> [WORK ORDER]:
Below are lines of data, and only some are wanted. Please repeat exactly those from the line that has "self.config.storage_backend = backend;" through the line that has "fn create_storage_adapter(&self) ->".

> [Collected data entries]:
---+---

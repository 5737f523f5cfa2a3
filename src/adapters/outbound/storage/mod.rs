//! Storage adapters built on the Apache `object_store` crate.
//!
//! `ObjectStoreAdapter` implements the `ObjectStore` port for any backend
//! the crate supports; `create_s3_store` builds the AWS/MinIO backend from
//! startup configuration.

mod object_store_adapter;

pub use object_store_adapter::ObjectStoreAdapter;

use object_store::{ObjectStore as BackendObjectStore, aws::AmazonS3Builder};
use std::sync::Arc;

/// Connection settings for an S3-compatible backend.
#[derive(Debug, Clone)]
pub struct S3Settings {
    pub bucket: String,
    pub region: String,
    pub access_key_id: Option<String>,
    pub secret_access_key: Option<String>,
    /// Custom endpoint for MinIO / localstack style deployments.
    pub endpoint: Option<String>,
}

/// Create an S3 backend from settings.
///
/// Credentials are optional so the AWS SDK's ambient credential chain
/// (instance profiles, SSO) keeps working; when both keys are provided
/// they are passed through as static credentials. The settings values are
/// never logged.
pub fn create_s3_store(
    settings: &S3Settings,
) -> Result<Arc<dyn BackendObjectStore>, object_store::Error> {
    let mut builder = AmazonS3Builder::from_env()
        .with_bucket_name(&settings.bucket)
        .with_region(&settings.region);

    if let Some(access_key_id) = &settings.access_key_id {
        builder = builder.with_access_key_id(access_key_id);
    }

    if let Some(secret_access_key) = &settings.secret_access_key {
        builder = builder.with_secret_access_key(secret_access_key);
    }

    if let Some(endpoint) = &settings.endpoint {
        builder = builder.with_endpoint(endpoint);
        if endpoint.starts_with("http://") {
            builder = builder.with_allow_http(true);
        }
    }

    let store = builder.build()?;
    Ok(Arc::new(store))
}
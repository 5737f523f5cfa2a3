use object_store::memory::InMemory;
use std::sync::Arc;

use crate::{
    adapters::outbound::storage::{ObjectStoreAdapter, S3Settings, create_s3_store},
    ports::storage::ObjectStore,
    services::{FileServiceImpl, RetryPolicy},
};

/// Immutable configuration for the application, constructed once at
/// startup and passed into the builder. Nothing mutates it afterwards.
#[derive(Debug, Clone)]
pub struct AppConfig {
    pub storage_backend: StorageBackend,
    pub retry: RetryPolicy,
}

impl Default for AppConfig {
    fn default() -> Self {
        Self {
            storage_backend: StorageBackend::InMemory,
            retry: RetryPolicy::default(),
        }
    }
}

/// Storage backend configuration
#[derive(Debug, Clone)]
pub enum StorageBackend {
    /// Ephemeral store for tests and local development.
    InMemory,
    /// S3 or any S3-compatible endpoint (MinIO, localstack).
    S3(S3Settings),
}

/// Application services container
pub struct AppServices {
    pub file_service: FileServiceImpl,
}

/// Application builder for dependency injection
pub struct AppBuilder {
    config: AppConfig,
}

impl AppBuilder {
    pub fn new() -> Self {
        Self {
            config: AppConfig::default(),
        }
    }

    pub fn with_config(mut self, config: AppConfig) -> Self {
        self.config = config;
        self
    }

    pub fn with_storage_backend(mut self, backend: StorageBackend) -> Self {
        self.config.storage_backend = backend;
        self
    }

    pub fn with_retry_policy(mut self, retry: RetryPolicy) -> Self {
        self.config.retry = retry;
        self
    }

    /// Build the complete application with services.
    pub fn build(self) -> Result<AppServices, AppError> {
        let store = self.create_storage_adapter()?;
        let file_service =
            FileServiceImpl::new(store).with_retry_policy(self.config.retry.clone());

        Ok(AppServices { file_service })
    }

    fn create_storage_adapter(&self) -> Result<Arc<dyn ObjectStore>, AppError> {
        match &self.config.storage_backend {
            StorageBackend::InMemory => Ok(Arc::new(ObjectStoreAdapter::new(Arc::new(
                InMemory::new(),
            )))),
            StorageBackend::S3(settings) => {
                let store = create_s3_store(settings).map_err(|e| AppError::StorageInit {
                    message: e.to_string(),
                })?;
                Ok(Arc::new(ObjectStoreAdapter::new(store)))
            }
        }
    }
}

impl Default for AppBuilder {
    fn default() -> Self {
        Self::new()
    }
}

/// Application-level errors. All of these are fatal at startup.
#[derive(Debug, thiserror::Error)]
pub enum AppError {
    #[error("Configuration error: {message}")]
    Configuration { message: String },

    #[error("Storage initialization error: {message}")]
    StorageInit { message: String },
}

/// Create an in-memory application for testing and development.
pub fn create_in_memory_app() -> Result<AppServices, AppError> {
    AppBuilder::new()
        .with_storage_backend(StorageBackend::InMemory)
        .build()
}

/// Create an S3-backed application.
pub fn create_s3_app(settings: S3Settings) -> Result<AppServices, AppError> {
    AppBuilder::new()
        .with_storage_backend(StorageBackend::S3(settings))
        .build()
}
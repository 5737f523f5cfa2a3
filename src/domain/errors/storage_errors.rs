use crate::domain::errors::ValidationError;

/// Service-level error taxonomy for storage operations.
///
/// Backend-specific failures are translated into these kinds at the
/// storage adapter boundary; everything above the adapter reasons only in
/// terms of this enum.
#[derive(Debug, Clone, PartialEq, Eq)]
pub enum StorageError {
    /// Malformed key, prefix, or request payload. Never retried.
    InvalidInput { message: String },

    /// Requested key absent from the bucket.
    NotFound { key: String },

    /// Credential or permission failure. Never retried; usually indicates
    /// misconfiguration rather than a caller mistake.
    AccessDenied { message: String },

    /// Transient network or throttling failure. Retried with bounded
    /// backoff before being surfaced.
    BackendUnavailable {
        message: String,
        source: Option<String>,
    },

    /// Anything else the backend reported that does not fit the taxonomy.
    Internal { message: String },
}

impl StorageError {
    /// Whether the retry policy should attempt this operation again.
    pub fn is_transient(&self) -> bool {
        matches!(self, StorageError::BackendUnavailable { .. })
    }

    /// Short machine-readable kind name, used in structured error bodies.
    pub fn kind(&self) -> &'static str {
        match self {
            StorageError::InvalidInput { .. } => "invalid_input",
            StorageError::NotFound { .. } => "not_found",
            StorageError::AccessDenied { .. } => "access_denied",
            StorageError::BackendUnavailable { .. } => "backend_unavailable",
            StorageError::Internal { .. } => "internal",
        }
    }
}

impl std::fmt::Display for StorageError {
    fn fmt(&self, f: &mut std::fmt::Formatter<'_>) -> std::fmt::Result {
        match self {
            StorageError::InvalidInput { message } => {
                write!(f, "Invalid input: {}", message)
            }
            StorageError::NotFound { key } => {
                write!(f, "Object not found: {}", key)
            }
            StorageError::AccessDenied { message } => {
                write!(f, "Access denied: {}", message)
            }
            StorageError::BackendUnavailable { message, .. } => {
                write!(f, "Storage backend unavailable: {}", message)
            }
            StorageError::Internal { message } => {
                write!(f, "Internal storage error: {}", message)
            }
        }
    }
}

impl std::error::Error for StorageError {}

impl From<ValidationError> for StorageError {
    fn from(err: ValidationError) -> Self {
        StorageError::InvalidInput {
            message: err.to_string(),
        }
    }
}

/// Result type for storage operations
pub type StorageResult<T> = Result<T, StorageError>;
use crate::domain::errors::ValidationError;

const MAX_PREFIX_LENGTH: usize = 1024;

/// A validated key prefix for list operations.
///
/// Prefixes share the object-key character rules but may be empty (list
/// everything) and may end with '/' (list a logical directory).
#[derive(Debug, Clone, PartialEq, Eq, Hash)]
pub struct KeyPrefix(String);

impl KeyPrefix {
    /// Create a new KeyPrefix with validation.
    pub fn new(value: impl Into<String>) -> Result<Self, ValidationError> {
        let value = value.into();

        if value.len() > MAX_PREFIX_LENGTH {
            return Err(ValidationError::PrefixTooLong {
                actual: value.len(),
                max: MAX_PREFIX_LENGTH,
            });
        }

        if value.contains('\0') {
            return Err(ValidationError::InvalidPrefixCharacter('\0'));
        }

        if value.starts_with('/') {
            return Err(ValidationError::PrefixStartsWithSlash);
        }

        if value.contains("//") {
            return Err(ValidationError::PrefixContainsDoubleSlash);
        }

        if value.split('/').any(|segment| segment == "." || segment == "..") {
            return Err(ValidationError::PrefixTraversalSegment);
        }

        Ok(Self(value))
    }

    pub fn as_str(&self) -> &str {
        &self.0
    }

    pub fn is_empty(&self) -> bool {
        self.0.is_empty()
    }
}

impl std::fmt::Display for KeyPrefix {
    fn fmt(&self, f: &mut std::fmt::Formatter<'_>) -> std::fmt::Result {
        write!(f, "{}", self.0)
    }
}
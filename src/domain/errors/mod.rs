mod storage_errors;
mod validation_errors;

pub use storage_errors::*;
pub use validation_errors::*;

---+---

> [TASK ANSWER]:
        self.config.storage_backend = backend;
        self
    }

    pub fn with_retry_policy(mut self, retry: RetryPolicy) -> Self {
        self.config.retry = retry;
        self
    }

    /// Build the complete application with services.
    pub fn build(self) -> Result<AppServices, AppError> {
        let store = self.create_storage_adapter()?;
        let file_service =
            FileServiceImpl::new(store).with_retry_policy(self.config.retry.clone());

        Ok(AppServices { file_service })
    }

    fn create_storage_adapter(&self) -> Result<Arc<dyn ObjectStore>, AppError> {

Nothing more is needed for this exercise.